• **WHAT IS EXPECTED**:
How many lines below contain the word "Public"? Answer with that number alone.
------ MATERIAL PROVIDED
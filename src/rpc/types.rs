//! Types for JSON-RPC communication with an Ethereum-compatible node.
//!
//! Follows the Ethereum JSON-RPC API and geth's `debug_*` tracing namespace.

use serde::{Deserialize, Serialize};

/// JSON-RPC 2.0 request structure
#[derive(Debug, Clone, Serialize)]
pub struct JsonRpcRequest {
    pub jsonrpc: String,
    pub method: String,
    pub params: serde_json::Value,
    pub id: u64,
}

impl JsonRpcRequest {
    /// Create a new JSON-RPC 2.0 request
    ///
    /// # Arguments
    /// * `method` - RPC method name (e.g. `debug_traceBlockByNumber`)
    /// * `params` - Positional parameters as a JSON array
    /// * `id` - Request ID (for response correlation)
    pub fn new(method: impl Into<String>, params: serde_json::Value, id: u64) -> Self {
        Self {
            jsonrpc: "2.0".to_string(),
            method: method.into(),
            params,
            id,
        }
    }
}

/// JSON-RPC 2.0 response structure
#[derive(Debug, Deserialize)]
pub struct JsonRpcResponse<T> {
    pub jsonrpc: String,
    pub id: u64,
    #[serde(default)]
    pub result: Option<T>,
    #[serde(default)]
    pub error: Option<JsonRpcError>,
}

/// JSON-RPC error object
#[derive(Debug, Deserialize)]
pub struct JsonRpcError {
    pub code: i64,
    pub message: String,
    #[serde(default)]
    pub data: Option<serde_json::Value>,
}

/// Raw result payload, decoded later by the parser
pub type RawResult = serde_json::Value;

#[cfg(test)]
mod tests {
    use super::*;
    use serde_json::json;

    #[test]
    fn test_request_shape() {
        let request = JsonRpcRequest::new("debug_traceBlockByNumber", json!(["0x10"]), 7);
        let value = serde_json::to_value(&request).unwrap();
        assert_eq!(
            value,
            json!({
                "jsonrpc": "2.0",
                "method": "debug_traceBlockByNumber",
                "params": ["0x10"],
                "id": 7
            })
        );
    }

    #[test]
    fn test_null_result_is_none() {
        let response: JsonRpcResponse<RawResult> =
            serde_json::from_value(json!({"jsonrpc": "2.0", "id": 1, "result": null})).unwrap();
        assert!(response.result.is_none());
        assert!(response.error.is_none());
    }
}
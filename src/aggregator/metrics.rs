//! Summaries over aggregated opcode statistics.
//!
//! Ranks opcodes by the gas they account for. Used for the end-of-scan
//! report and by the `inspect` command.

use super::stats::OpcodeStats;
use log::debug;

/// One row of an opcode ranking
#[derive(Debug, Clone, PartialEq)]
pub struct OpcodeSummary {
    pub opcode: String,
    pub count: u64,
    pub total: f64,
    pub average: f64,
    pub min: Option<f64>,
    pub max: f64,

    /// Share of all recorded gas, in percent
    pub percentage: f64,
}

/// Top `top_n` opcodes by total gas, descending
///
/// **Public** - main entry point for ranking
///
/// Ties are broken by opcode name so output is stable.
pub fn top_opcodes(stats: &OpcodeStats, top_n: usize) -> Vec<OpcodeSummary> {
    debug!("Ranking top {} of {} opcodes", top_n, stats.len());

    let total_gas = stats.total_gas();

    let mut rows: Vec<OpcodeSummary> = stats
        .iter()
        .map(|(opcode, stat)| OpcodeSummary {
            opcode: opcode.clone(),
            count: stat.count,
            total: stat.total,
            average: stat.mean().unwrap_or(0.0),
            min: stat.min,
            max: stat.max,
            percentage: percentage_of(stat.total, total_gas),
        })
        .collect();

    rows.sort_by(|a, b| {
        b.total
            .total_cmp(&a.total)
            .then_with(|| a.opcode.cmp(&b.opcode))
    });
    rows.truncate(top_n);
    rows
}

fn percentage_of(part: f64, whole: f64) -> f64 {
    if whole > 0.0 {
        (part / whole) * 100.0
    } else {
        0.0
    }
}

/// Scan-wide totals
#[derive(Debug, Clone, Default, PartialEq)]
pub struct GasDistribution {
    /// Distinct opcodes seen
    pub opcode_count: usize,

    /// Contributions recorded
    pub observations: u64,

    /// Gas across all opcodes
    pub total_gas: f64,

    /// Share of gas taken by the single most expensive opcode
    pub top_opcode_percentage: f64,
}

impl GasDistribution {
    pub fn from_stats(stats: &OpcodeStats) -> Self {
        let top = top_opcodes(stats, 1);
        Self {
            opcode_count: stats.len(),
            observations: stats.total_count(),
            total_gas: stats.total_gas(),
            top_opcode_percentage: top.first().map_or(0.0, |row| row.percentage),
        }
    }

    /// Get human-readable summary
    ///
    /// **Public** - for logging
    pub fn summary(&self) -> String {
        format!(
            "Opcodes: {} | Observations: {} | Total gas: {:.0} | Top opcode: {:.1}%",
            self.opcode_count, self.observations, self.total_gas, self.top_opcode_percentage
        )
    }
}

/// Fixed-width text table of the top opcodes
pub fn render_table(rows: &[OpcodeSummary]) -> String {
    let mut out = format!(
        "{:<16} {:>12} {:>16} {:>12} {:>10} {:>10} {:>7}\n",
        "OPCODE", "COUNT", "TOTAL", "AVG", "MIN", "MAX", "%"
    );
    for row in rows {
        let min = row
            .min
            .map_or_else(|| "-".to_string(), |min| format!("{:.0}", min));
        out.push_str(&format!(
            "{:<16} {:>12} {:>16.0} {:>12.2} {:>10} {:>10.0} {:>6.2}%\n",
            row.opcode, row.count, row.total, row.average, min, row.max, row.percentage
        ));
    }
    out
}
------------
• **FINAL ANSWER**:
2